Such was the mantra many white people used to avoid the discomfort of talking about racial issues. “Before telling us to remove the speck of sawdust from our eye,” white people shouted, quoting Matthew 7:5 from the Bible, “remove the plank out of your own eye.”
In other words, stop killing each other. The overall message that Shapiro and other conservatives were saying was as long as you don’t commit crime, the cops will leave you alone. “The real problem is Black culture,” they insisted. “You need to stop idolizing rappers who glorify violence and drugs. Finish school. Don’t have kids outside of marriage. Stay off drugs.”
It wasn’t just white conservatives shouting that message. Black conservatives like Candace Owens, Larry Elder, Jason Riley and Sheriff David Clarke all have said the same thing.
But if this is so simple — such a self-evident truth — why are we still having this discussion?
My personal story
I’ll be honest with you. I genuinely thought the racism issue ended in the 1980s. When I was growing up, the other Black kids I went to school with were all from working-class families just like mine. We all listened to the same music — Michael Jackson, Prince, Madonna, Duran Duran, Run DMC. Break dancing was all the rage. There were several Black people in the church I grew up in.
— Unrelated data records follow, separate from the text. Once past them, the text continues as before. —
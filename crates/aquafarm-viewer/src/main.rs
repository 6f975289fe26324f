//! AquaFarm Viewer - Main entry point
//!
//! Interactive 3D visualization of an aquaculture facility: click a farm
//! building to fly inside and inspect the tanks.

mod app;
mod ui;

use anyhow::Result;
use clap::Parser;
use std::path::PathBuf;
use tracing::{info, Level};
use tracing_subscriber::FmtSubscriber;

#[derive(Parser, Debug)]
#[command(name = "aquafarm-viewer")]
#[command(about = "Interactive aquaculture facility viewer")]
#[command(version)]
struct Args {
    /// Path to configuration file
    #[arg(short, long, default_value = "aquafarm.toml")]
    config: PathBuf,

    /// Log level (trace, debug, info, warn, error)
    #[arg(short, long, default_value = "info")]
    log_level: String,
}

fn main() -> Result<()> {
    let args = Args::parse();

    let level = match args.log_level.to_lowercase().as_str() {
        "trace" => Level::TRACE,
        "debug" => Level::DEBUG,
        "info" => Level::INFO,
        "warn" => Level::WARN,
        "error" => Level::ERROR,
        _ => Level::INFO,
    };

    let subscriber = FmtSubscriber::builder()
        .with_max_level(level)
        .with_target(true)
        .finish();
    tracing::subscriber::set_global_default(subscriber)?;

    info!("AquaFarm Viewer v{}", env!("CARGO_PKG_VERSION"));

    let config = aquafarm_core::config::load_config(&args.config)?;
    app::run(config);
    Ok(())
}
//! Per-frame animation: drifting clouds, swimming fish, easing panels
//!
//! All motion is recomputed from elapsed time, so animation survives scene
//! rebuilds without carrying velocity state.

use bevy::prelude::*;

use aquafarm_core::motion::{DriftPath, SwimPath};

use crate::camera::MainCamera;
use crate::lifecycle::{FacilitySettings, SceneMode};
use crate::picking::PanelPivot;
use crate::EngineSet;

/// A drifting cloud billboard.
#[derive(Component)]
pub struct Cloud(pub DriftPath);

/// A swimming tank occupant.
#[derive(Component)]
pub struct Swimmer(pub SwimPath);

pub struct AnimatePlugin;

impl Plugin for AnimatePlugin {
    fn build(&self, app: &mut App) {
        app.add_systems(
            Update,
            (
                drift_clouds
                    .in_set(EngineSet::Animate)
                    .run_if(in_state(SceneMode::Exterior)),
                swim_fish
                    .in_set(EngineSet::Animate)
                    .run_if(in_state(SceneMode::Interior)),
                ease_panels
                    .in_set(EngineSet::Animate)
                    .run_if(in_state(SceneMode::Interior)),
            ),
        );
    }
}

/// Drift clouds along their wrap-around paths and keep them facing the
/// camera.
fn drift_clouds(
    time: Res<Time>,
    camera_query: Query<&Transform, With<MainCamera>>,
    mut clouds: Query<(&Cloud, &mut Transform), Without<MainCamera>>,
) {
    let t = time.elapsed_secs();
    let camera_rotation = camera_query.single().map(|c| c.rotation).ok();

    for (cloud, mut transform) in clouds.iter_mut() {
        transform.translation = cloud.0.position_at(t);
        if let Some(rotation) = camera_rotation {
            transform.rotation = rotation;
        }
    }
}

/// Move each fish along its circular path, facing the direction of motion.
fn swim_fish(
    time: Res<Time>,
    settings: Res<FacilitySettings>,
    mut fish: Query<(&Swimmer, &mut Transform)>,
) {
    let t = time.elapsed_secs() * settings.0.interior.animation_speed;
    for (swimmer, mut transform) in fish.iter_mut() {
        transform.translation = swimmer.0.position_at(t);
        transform.rotation = Quat::from_rotation_y(swimmer.0.heading_at(t));
    }
}

/// Ease every panel toward its target angle and rotate its pivot.
fn ease_panels(mut pivots: Query<(&mut PanelPivot, &mut Transform)>) {
    for (mut pivot, mut transform) in pivots.iter_mut() {
        if pivot.0.current_angle == pivot.0.target_angle {
            continue;
        }
        let angle = pivot.0.ease_step();
        transform.rotation = Quat::from_rotation_y(angle);
    }
}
As an adult, I had Black college mates, co-workers, neighbors and friends. I was never afraid of any of them. I never thought they were going to hurt me or steal from me. They were all law-abiding, honest, trustworthy, hardworking human beings.
So, yeah, when Black Lives Matter first came out, I was in the All Lives Matter camp. I didn’t believe systemic racism existed because I hadn’t witnessed it. I saw Colin Kaepernick take a knee and thought he was an ingrate for not appreciating the prosperity he enjoyed as a millionaire sports icon in the United States.
My worldview changed, though, when I moved to Indiana. I rolled into town Christmas Day 2017 and started my new job as editor of the Greater Fort Wayne Business Weekly on January 3, 2018.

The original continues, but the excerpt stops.